Washington, 9 de abril de 2026 — O presidente dos Estados Unidos, Donald Trump, reclamou publicamente nesta quinta-feira (9) das restrições mantidas pelo Irã à navegação no Estreito de Ormuz, rota estratégica para o transporte de petróleo no Golfo Pérsico.
Em mensagem publicada na rede Truth Social, Trump afirmou que o comportamento iraniano “não é o acordo que temos” e fere os termos do cessar-fogo temporário mediado pelo Paquistão, que entrou em vigor na última terça-feira (7) com o objetivo de garantir a livre passagem de navios petroleiros.
“O Irã está fazendo um trabalho muito ruim, desonroso, diriam alguns, ao permitir que o petróleo passe pelo Estreito de Ormuz. Esse não é o acordo que temos”, escreveu o presidente. Horas antes, ele já havia alertado Teerã sobre a possibilidade de cobrança de taxas de passagem: “É melhor que não façam isso e, se fizerem, é melhor que parem imediatamente!”.

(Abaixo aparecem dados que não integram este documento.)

use super::prelude::*;

fn history_operation(target: ApprovalState) -> Result<HistoryOperation> {
    match target {
        ApprovalState::Approved => Ok(HistoryOperation::Approve),
        ApprovalState::ReturnedToConstruction => Ok(HistoryOperation::ReturnToConstruction),
        ApprovalState::Pending => Err(Error::InvalidTransition),
    }
}

/// Sets the approval state of a location.
///
/// The update is not conditioned on the current state, i.e.
/// repeating a transition succeeds again. Only the explicit
/// transition targets are accepted. Returns the prior state.
pub fn change_approval_state<R>(
    repo: &R,
    location_id: LocationId,
    target: ApprovalState,
) -> Result<ApprovalState>
where
    R: LocationRepo,
{
    if !target.is_transition_target() {
        return Err(Error::InvalidTransition);
    }
    let prior = repo.get_approval_state(location_id)?;
    if prior != ApprovalState::Pending {
        log::warn!(
            "Changing approval state of location {location_id} from {prior:?} instead of {:?} to {target:?}",
            ApprovalState::Pending
        );
    }
    let count = repo.change_approval_state(location_id, target)?;
    if count == 0 {
        log::warn!("Location {location_id} vanished during transition to {target:?}");
        return Err(RepoError::NotFound.into());
    }
    debug_assert_eq!(1, count);
    log::info!("Changed approval state of location {location_id} from {prior:?} to {target:?}");
    Ok(prior)
}

fn transition_place<R>(
    repo: &R,
    place_id: PlaceId,
    actor: &str,
    target: ApprovalState,
    subject_name_hint: Option<&str>,
) -> Result<Place>
where
    R: PlaceRepo + LocationRepo + HistoryRepo<PlaceId>,
{
    super::check_actor(actor)?;
    let operation = history_operation(target)?;
    let mut place = repo.get_place(place_id).inspect_err(|err| {
        if matches!(err, RepoError::NotFound) {
            log::warn!("Place {place_id} not found");
        }
    })?;
    change_approval_state(repo, place.location.id, target)?;
    place.location.state = target;
    let subject_name = subject_name_hint
        .filter(|name| !name.trim().is_empty())
        .unwrap_or(&place.name);
    record_history(repo, operation, actor, place_id, subject_name)?;
    Ok(place)
}

fn transition_route<R>(
    repo: &R,
    route_id: RouteId,
    actor: &str,
    target: ApprovalState,
) -> Result<Route>
where
    R: RouteRepo + LocationRepo + HistoryRepo<RouteId>,
{
    super::check_actor(actor)?;
    let operation = history_operation(target)?;
    let mut route = repo.get_route(route_id).inspect_err(|err| {
        if matches!(err, RepoError::NotFound) {
            log::warn!("Route {route_id} not found");
        }
    })?;
    change_approval_state(repo, route.location.id, target)?;
    route.location.state = target;
    record_history(repo, operation, actor, route_id, &route.name)?;
    Ok(route)
}

/// Approves a place and records the approval.
///
/// The optional name is only used for the history message
/// and defaults to the stored name of the place.
pub fn approve_place<R>(
    repo: &R,
    place_id: PlaceId,
    actor: &str,
    subject_name_hint: Option<&str>,
) -> Result<Place>
where
    R: PlaceRepo + LocationRepo + HistoryRepo<PlaceId>,
{
    transition_place(repo, place_id, actor, ApprovalState::Approved, subject_name_hint)
}

pub fn return_place_to_construction<R>(repo: &R, place_id: PlaceId, actor: &str) -> Result<Place>
where
    R: PlaceRepo + LocationRepo + HistoryRepo<PlaceId>,
{
    transition_place(
        repo,
        place_id,
        actor,
        ApprovalState::ReturnedToConstruction,
        None,
    )
}

pub fn approve_route<R>(repo: &R, route_id: RouteId, actor: &str) -> Result<Route>
where
    R: RouteRepo + LocationRepo + HistoryRepo<RouteId>,
{
    transition_route(repo, route_id, actor, ApprovalState::Approved)
}

pub fn return_route_to_construction<R>(repo: &R, route_id: RouteId, actor: &str) -> Result<Route>
where
    R: RouteRepo + LocationRepo + HistoryRepo<RouteId>,
{
    transition_route(repo, route_id, actor, ApprovalState::ReturnedToConstruction)
}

A emissora CBS News informou que autoridades iranianas estariam usando a ilha de Larak, próxima à costa do país, como ponto de cobrança de tarifas para navios que queiram cruzar o estreito.
Tráfego reduzido
Levantamento da empresa de monitoramento marítimo MarineTraffic mostra que apenas 22 embarcações atravessaram o Estreito de Ormuz desde a terça-feira do anúncio da trégua. Nesta quinta-feira, apenas seis navios completaram a travessia — dois petroleiros, três cargueiros e um navio de abastecimento.
Na quarta-feira (8), cinco embarcações passaram pelo estreito, nenhuma delas transportando petróleo. Já no primeiro dia da trégua, foram registradas 11 passagens, nove de navios que carregavam petróleo, produtos químicos ou gás.
Negociações à vista
O alerta de Trump ocorre a poucos dias do início das negociações formais entre Estados Unidos e Irã, marcadas para este fim de semana no Paquistão. Segundo a Casa Branca, a delegação norte-americana será chefiada pelo vice-presidente J.D. Vance.
O Estreito de Ormuz é responsável pela circulação de cerca de um quinto do petróleo comercializado no mundo, o que faz da região um ponto de atenção constante para a segurança energética global.